In the spring of 1825, after spending the winter with his family, Schubert had found a room to rent, overlooking the city and the countryside, in the apartment of a wine shopkeeper located near the church of St. Charles in Vienna.
In the life of Franz Schubert, who did not travel the world but who changed his domicile countless times in Vienna, the apartment represented a pleasant and happy harbor, where he remained for a little over a year.
Shortly after obtaining possession of the room, at the end of May 1825, Schubert left for Steyr where he assisted the singer Michael Vogl, his great friend and companion, in the concerts that the two musicians made during their wandering in the small Austrian holiday resorts. Schubert returned to Vienna in early October.
"Vogl's way of singing and mine in accompanying him, described as if we were a single person, was an absolute novelty and an extraordinary experience" wrote Schubert to his parents. In another letter to the family, on July 25, he said: "Especially the variations of my new two-hand Sonata, which I performed alone and not without merit, were much appreciated. Some people assured me that keys became singers under my ﬁngers: if this is true, it makes me very happy because I cannot bear the damn pounding which even distinguished pianists indulge in and which does not delight the ear or the mind".
In a certain way it was a concert tour, but not the kind of tour pianists were used to do in those years: Moschles or Hummel, which during the summers touched the towns where the monarchy and the great feudal lords stayed, made considerable receipts and gave private lessons at even more substantial prices.
Vogl and Schubert derived from their concerts the pleasure of a relationship with an audience very fond of music, a warm hospitality and many cordial invitations to lunches and trips. Probably because not too busy counting ﬂorins and crowns, Schubert found time to write, and the serenity he enjoyed favored his pleasure of composing.

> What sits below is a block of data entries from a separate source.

//! Error handling for kinematics and motion

use std::fmt;

/// Unified error for everything that can go wrong between a pose command and
/// the pulses reaching the motors. Hardware faults are deliberately absent:
/// the pulse driver, sensors and display are assumed infallible, and a broken
/// wire is a fatal condition no recovery path in here could fix.
#[derive(Debug, Clone, PartialEq)]
pub enum MotionError {
    /// The requested pose has no admissible joint solution: an axis
    /// discriminant went negative, or no solution branch satisfied the
    /// elbow-outward sign constraints.
    WorkspaceViolation,
    /// Unknown robot variant, unknown homing method, or geometry parameters
    /// of the wrong arity. Fatal, surfaced immediately.
    Configuration(String),
    /// The forward-kinematics root finder exhausted its iteration budget
    /// without driving the residual below tolerance.
    SolverDidNotConverge { residual: f64 },
    /// A home sensor never triggered within the homing iteration budget.
    /// Carries the axes that were still seeking when the budget ran out.
    HomingTimeout { axes: Vec<usize> },
}

impl fmt::Display for MotionError {
    fn fmt(&self, f: &mut fmt::Formatter) -> fmt::Result {
        match self {
            MotionError::WorkspaceViolation =>
                write!(f, "target pose is outside the reachable workspace"),
            MotionError::Configuration(msg) =>
                write!(f, "Configuration Error: {}", msg),
            MotionError::SolverDidNotConverge { residual } =>
                write!(f, "forward kinematics did not converge (residual {})", residual),
            MotionError::HomingTimeout { axes } =>
                write!(f, "home sensor(s) on axes {:?} never triggered", axes),
        }
    }
}

impl std::error::Error for MotionError {}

The Sonata Op. 42 was offered to a publisher who politely offered the "lowest possible price", being Schubert a "beginner". Schubert had written more than eight hundred compositions and had published fourty works to his credit, but he was almost unknown. He therefore turned to a beginner editor, Adolf Pennauer, who accepted the Sonata (we don't know at what price). Schubert dedicated his work to the pupil, friend and protector of Beethoven, Archduke Rudolph.
The Sonata was praised by the most authoritative periodical of the time, the Allgemeine Musikalische Zeitung of Leipzig, but it was not adopted by pianists for whom the "cursed pounding" was an essential mean for success. The Sonata Op. 42 was performed very rarely throughout the nineteenth century, since the most spectacular elements of public concertism continue to dictate.
In the past century the composition was ﬁrst proposed to the public by the great discoverer of Schubert, Arthur Schnabel, and then by Kempff. A confession by Kempff is invaluable in understanding the role of the Sonata in the discovery of Schubert as a sonatist: "I highly valued the great Sonata Op. 42 because it seemed congenial to the spirit of Beethoven". In fact, the Sonata would seem to be Beethovenian, for the richness of contrasts and the plasticity of the themes. A direct inﬂuence of Beethoven on Schubert is also almost certainly to be observed in the Scherzo, which reminds the ﬁfth variation of the Variations on the theme of Diabelli, published in 1823. It is therefore understandable that for Kempff as for others, the Sonata represented the meeting point between Beethoven and Schubert.
In 1960 the interpretation of Sviatoslav Richter, a generation younger than Schnabel and Kempff, had the function and merit of bringing this Sonata back into a Schubertian poetic. The rereading that culture made of Schubert's sonatas really started from here: it was the discovery of a world complementary to that of Beethovenian Sonatas.